Monday, October 10, 2011

Learning, culture, shoes

I always try to wear smart shoes. Early on in my career I was in a meeting to discuss the sale of some elearning we had created. We were talking big numbers. I thought the meeting went well. Afterwards I turned to my commercial partner 'what did you think?' he shook his head dismissively 'Did you see his shoes?'. Nothing came of the meeting. Whether coincidence or not, it taught me that some people may judge you solely on your footwear (apologies for the pun).

On those occasions where we have the chance to talk to learners before creating learning content, I often find that there is quite a difference between what stakeholders view as the learning requirement, and the needs as described by the intended audience. This will be a familiar picture to most of us; for my part I frame the challenge as how we properly dovetail the 'top-down' requirements ('these are the things they need to know') with the 'bottom-up' requirements ('these are the things we need to know'). But over the last few months I have been wondering about the role of culture, and the learning department's relationship to culture. I think that historically learning hasn't had much of a relationship - because culture is the stuff of informal learning, and l&d activity has tended to focus on formal ('top-down') learning. But as our intention shifts to informal learning, we find ourselves encountering culture. Informal learning accounts for 85% of organisational learning - at a guess culture probably features to a similar degree in explanations of why employees do what they do.

Rather than trying to define culture, I'd like to put yourself in the shoes of a new starter: culture are the norms you observe, the stories you hear, the ways in which people present themselves and the sets of expectations implied thereby. In many cases concerns about the effectiveness of internal communication or learning can be traced back to the overwhelming influence of culture in shaping organisational behaviour. Culture is all around us, and through our innate tendency to conform it defines us. Conformity is what gives our organisations their cohesiveness. At a microscopic level whenever there is any uncertainty - second by second in meetings - social referencing guides our behaviour.

A central challenge has been to understand how learning interventions can influence culture. One thing becoming clear is that beyond observational referencing, stories and storytelling are the normal format for cultural exchange: stories which are handed down to new starters, stories which are told on Monday mornings between colleagues, stories which form the cornerstones of our life's architecture.

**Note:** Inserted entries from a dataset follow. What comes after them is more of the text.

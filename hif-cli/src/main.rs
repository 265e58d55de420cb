mod image;

use clap::Parser;
use hif_core::interrupt::{DsrContext, DsrStatus, HOST_INT_STATUS_MBOX0};
use hif_core::mailbox::MailboxId;
use hif_core::sim::{SimTarget, RAM_BASE_ADDRESS};
use hif_core::{
    Buffer, Device, DeviceConfig, HifCallbacks, HifError, Request, RequestMode, SetupError,
    SubmitError, Submitted,
};
use image::Segment;
use log::{debug, error, info, warn};
use std::fs::File;
use std::io::Read;
use std::process::ExitCode;
use std::sync::{Arc, Mutex};
use thiserror::Error;

#[derive(Parser, Debug)]
#[command(version, about, long_about = None)]
struct Args {
    /// Treat the image as a raw binary instead of an ELF file.
    #[arg(long)]
    raw: bool,
    /// Load address of a raw image.
    #[arg(long, default_value_t = RAM_BASE_ADDRESS, value_parser = parse_address)]
    base: u32,
    /// Transfer whole blocks where possible instead of single bytes.
    #[arg(short, long)]
    block: bool,
    /// Largest transfer per request.
    #[arg(long, default_value_t = 4096)]
    chunk: usize,
    /// Message posted to mailbox 0 once the image is loaded.
    #[arg(short, long)]
    message: Option<String>,
    /// Increase log verbosity (repeatable).
    #[arg(short, action = clap::ArgAction::Count)]
    verbose: u8,
    /// Image to load into the target.
    image: String,
}

fn parse_address(s: &str) -> Result<u32, std::num::ParseIntError> {
    match s.strip_prefix("0x") {
        Some(hex) => u32::from_str_radix(hex, 16),
        None => s.parse(),
    }
}

#[derive(Error, Debug)]
enum CliError {
    #[error("failed to read image: {0}")]
    Io(#[from] std::io::Error),
    #[error("failed to parse ELF: {0}")]
    Elf(#[from] goblin::error::Error),
    #[error("failed to start device: {0}")]
    Setup(#[from] SetupError),
    #[error("transfer at {address:#010x} failed: {source}")]
    Transfer {
        address: u32,
        #[source]
        source: SubmitError,
    },
    #[error("read back of {address:#010x} differs at byte {offset}")]
    Mismatch { address: u32, offset: usize },
    #[error("mailbox message was not delivered")]
    MessageLost,
    #[error("mailbox message is empty")]
    EmptyMessage,
}

fn main() -> ExitCode {
    let args = Args::parse();

    stderrlog::new()
        .verbosity(args.verbose as usize + 1)
        .modules([module_path!(), "hif_core"])
        .init()
        .unwrap();

    match run(&args) {
        Ok(()) => ExitCode::SUCCESS,
        Err(e) => {
            error!("{e}");
            ExitCode::FAILURE
        }
    }
}

fn run(args: &Args) -> Result<(), CliError> {
    let message = args.message.as_deref().map(check_message).transpose()?;

    let mut buf = Vec::new();
    let mut file = File::open(&args.image)?;
    file.read_to_end(&mut buf)?;

    let segments = if args.raw {
        image::raw_segments(&buf, args.base)
    } else {
        image::elf_segments(&buf)?
    };

    let target = Arc::new(SimTarget::new());
    let device: Device<()> = Device::new(target.clone(), DeviceConfig::default());
    device.start()?;
    let chunk = args.chunk.clamp(1, device.config().bounce_size);

    for segment in &segments {
        info!(
            "Loading {} bytes at {:#010x}",
            segment.data.len(),
            segment.address
        );
        load(&device, segment, chunk, args.block)?;
        verify(&device, segment, chunk, args.block)?;
    }
    info!("Loaded and verified {} segments", segments.len());

    if let Some(message) = message {
        post(&device, &target, message)?;
    }

    echo(&device, &target);
    device.stop();
    Ok(())
}

/// Write `segment` in chunks, using block mode for the whole blocks of each chunk and byte mode
/// for what is left over.
fn load(
    device: &Device<()>,
    segment: &Segment<'_>,
    chunk: usize,
    block: bool,
) -> Result<(), CliError> {
    let mut offset = 0;
    while offset < segment.data.len() {
        let end = segment.data.len().min(offset + chunk);
        let address = segment.address + offset as u32;
        let mode = if block && end - offset >= device.config().block_size as usize {
            RequestMode::WR_SYNC_BLOCK_INC
        } else {
            RequestMode::WR_SYNC_BYTE_INC
        };
        let request = Request::write(address, &segment.data[offset..end], mode);
        let transferred = match device.submit(request) {
            Ok(Submitted::Complete { transferred, .. }) => transferred,
            Ok(Submitted::Pending) => unreachable!("synchronous requests complete in place"),
            Err(source) => return Err(CliError::Transfer { address, source }),
        };
        debug!("Wrote {transferred} bytes at {address:#010x}");
        offset += transferred;
    }
    Ok(())
}

fn verify(
    device: &Device<()>,
    segment: &Segment<'_>,
    chunk: usize,
    block: bool,
) -> Result<(), CliError> {
    let mut offset = 0;
    while offset < segment.data.len() {
        let len = (segment.data.len() - offset).min(chunk);
        let address = segment.address + offset as u32;
        let mode = if block && len >= device.config().block_size as usize {
            RequestMode::RD_SYNC_BLOCK_INC
        } else {
            RequestMode::RD_SYNC_BYTE_INC
        };
        let (buffer, transferred) = match device.submit(Request::read(address, len, mode)) {
            Ok(Submitted::Complete {
                buffer,
                transferred,
            }) => (buffer, transferred),
            Ok(Submitted::Pending) => unreachable!("synchronous requests complete in place"),
            Err(source) => return Err(CliError::Transfer { address, source }),
        };
        let expected = &segment.data[offset..offset + transferred];
        if let Some(at) = expected
            .iter()
            .zip(&buffer[..transferred])
            .position(|(a, b)| a != b)
        {
            return Err(CliError::Mismatch {
                address,
                offset: at,
            });
        }
        offset += transferred;
    }
    Ok(())
}

/// A mailbox message needs at least one byte to end on the mailbox's EOM address.
fn check_message(message: &str) -> Result<&[u8], CliError> {
    if message.is_empty() {
        return Err(CliError::EmptyMessage);
    }
    Ok(message.as_bytes())
}

/// Write `message` to mailbox 0 and check the target received it intact.
fn post(device: &Device<()>, target: &SimTarget, message: &[u8]) -> Result<(), CliError> {
    let address = device.config().mailboxes.window(MailboxId::MBOX0).start();
    let request = Request::write(address, message, RequestMode::WR_SYNC_BYTE_INC);
    if let Err(source) = device.submit(request) {
        return Err(CliError::Transfer { address, source });
    }
    let delivered = target.take_tx(MailboxId::MBOX0.index());
    if delivered.last().map(Vec::as_slice) != Some(message) {
        return Err(CliError::MessageLost);
    }
    info!("Posted {} byte message to mailbox 0", message.len());
    Ok(())
}

/// Reads mailbox 0 from the DSR, the way a network stack sitting on top would.
struct Echo {
    mailbox: u32,
    received: Mutex<Vec<u8>>,
}

impl HifCallbacks<()> for Echo {
    fn on_async_complete(&self, _: (), _: Buffer, result: Result<usize, HifError>) {
        if let Err(e) = result {
            warn!("Asynchronous request failed: {e}");
        }
    }

    fn dsr(&self, ctx: &mut DsrContext<'_>) -> DsrStatus {
        loop {
            match ctx.interrupt_status() {
                Ok(status) if status & HOST_INT_STATUS_MBOX0 != 0 => {}
                Ok(_) => return DsrStatus::Ok,
                Err(_) => return DsrStatus::Canceled,
            }
            match ctx.read(self.mailbox, 1, RequestMode::RD_SYNC_BYTE_FIX) {
                Ok(byte) => self
                    .received
                    .lock()
                    .unwrap_or_else(|e| e.into_inner())
                    .extend_from_slice(&byte),
                Err(_) => return DsrStatus::Canceled,
            }
        }
    }
}

/// Have the target send a reply and pick it up through the interrupt path.
fn echo(device: &Device<()>, target: &SimTarget) {
    let echo = Arc::new(Echo {
        mailbox: device.config().mailboxes.window(MailboxId::MBOX0).start(),
        received: Mutex::new(Vec::new()),
    });
    if let Err(e) = device.attach_notification_handlers(echo.clone()) {
        warn!("Could not attach handlers: {e}");
        return;
    }
    device.unmask_interrupts();

    let reply = b"ready";
    target.push_rx(MailboxId::MBOX0.index(), reply);
    device.notify_interrupt();
    if !device.wait_for_pending_interrupt() {
        warn!("Target reply was not drained");
    }
    device.mask_interrupts();
    device.detach();

    let received = echo.received.lock().unwrap_or_else(|e| e.into_inner());
    info!("Target replied {:?}", String::from_utf8_lossy(&received));
}

#[cfg(test)]
mod tests {
    use super::*;

    #[test]
    fn empty_message_is_refused_before_loading() {
        let args =
            Args::try_parse_from(["hif-cli", "--message", "", "does-not-exist.elf"]).unwrap();
        assert!(matches!(run(&args), Err(CliError::EmptyMessage)));

        let args = Args::try_parse_from(["hif-cli", "-m", "hi", "does-not-exist.elf"]).unwrap();
        assert!(matches!(run(&args), Err(CliError::Io(_))));
    }

    #[test]
    fn messages_are_sent_as_utf8() {
        assert_eq!(b"ping", check_message("ping").unwrap());
        assert_eq!("é".as_bytes(), check_message("é").unwrap());
    }
}
//! Structured log builder for fluent log entry construction

use super::log_context::{Attr, FieldValue, LogContext};
use super::log_entry::LogEntry;
use super::log_level::LogLevel;
use super::logger::Logger;

/// Builder for structured log entries
///
/// # Example
///
/// ```
/// use fanout_log::prelude::*;
/// use fanout_log::core::attributes;
/// use std::sync::Arc;
///
/// let logger = Logger::builder()
///     .destination(Arc::new(StreamDestination::stderr()))
///     .build();
///
/// logger.audit_builder()
///     .message("Permission granted")
///     .attr(attributes::user("alice"))
///     .attr(attributes::action("grant"))
///     .field("role", "admin")
///     .log();
/// ```
pub struct StructuredLogBuilder<'a> {
    logger: &'a Logger,
    level: LogLevel,
    message: String,
    context: LogContext,
    location: Option<(&'static str, u32, &'static str)>,
}

impl<'a> StructuredLogBuilder<'a> {
    pub fn new(logger: &'a Logger, level: LogLevel) -> Self {
        Self {
            logger,
            level,
            message: String::new(),
            context: LogContext::new(),
            location: None,
        }
    }

    #[must_use]
    pub fn message(mut self, msg: impl Into<String>) -> Self {
        self.message = msg.into();
        self
    }

    #[must_use]
    pub fn field<K, V>(mut self, key: K, value: V) -> Self
    where
        K: Into<String>,
        V: Into<FieldValue>,
    {
        self.context.add_field(key, value);
        self
    }

    #[must_use]
    pub fn attr(mut self, attr: Attr) -> Self {
        self.context.add_attr(attr);
        self
    }

    /// Add multiple fields from a LogContext
    #[must_use]
    pub fn fields(mut self, context: LogContext) -> Self {
        for attr in context.attrs() {
            self.context.add_attr(attr.clone());
        }
        self
    }

    #[must_use]
    pub fn location(mut self, file: &'static str, line: u32, module_path: &'static str) -> Self {
        self.location = Some((file, line, module_path));
        self
    }

    /// Build and send the log entry
    pub fn log(self) {
        if !self.logger.enabled(self.level) {
            return;
        }

        let mut entry = LogEntry::new(self.level, self.message).with_context(self.context);
        if let Some((file, line, module_path)) = self.location {
            entry = entry.with_location(file, line, module_path);
        }
        self.logger.emit(&entry);
    }
}

impl Logger {
    pub fn debug_builder(&self) -> StructuredLogBuilder<'_> {
        StructuredLogBuilder::new(self, LogLevel::Debug)
    }

    pub fn info_builder(&self) -> StructuredLogBuilder<'_> {
        StructuredLogBuilder::new(self, LogLevel::Info)
    }

    /// Audit-grade events: who did what, in which category.
    pub fn audit_builder(&self) -> StructuredLogBuilder<'_> {
        StructuredLogBuilder::new(self, LogLevel::Audit)
    }

    pub fn warn_builder(&self) -> StructuredLogBuilder<'_> {
        StructuredLogBuilder::new(self, LogLevel::Warn)
    }

    pub fn error_builder(&self) -> StructuredLogBuilder<'_> {
        StructuredLogBuilder::new(self, LogLevel::Error)
    }
}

People develop as if governed by Newtonian mechanics: given momentum and direction during their early years then continuing on the same track unless something intervenes, knocking them into a new trajectory. These rare moments are typically characterised by emotion, and archived in story format ready for transmission: it may be something as simple as observing remarkable leadership behaviour in a line manager, or as dramatic as a life-threatening error of judgement. In each case a story forms the means of wrapping a learning point in it's emotional context. It is through stories we learn the importance of good leadership, or safety.

So often the critical error made in formal communication or learning is abstraction: conveying the message whilst stripping away the story. The 'sender' understands the significance - they know the story, after all - but in the absence of the story, the message is near meaningless to the receiver - 'data protection matters' etc. By contrast a good speaker knows the importance of stories: they are memorable, they keep our attention, they have impact. Storytelling is the stuff of childhood, since it is then that we have so much to learn. Only in a world where adults had no further need to learn, would storytelling be restricted to children.

At present my team are heavily engaged in story capture and story creation (story, scenario, simulation) - because we hope to influence behaviour, because we hope to influence culture. When we capture a story or create a story, I hope that by sharing it we augment or create attractors in cultural space - i.e. formats which will stick in people's minds, form part of their conceptual architecture, be passed on or absorbed into a model of 'how things are done around here'. We hope to take something which exerts a powerful influence at local level and share it globally - or to take the lessons of one generation and share them with the next.

Anyway, I guess by now you have looked at your shoes.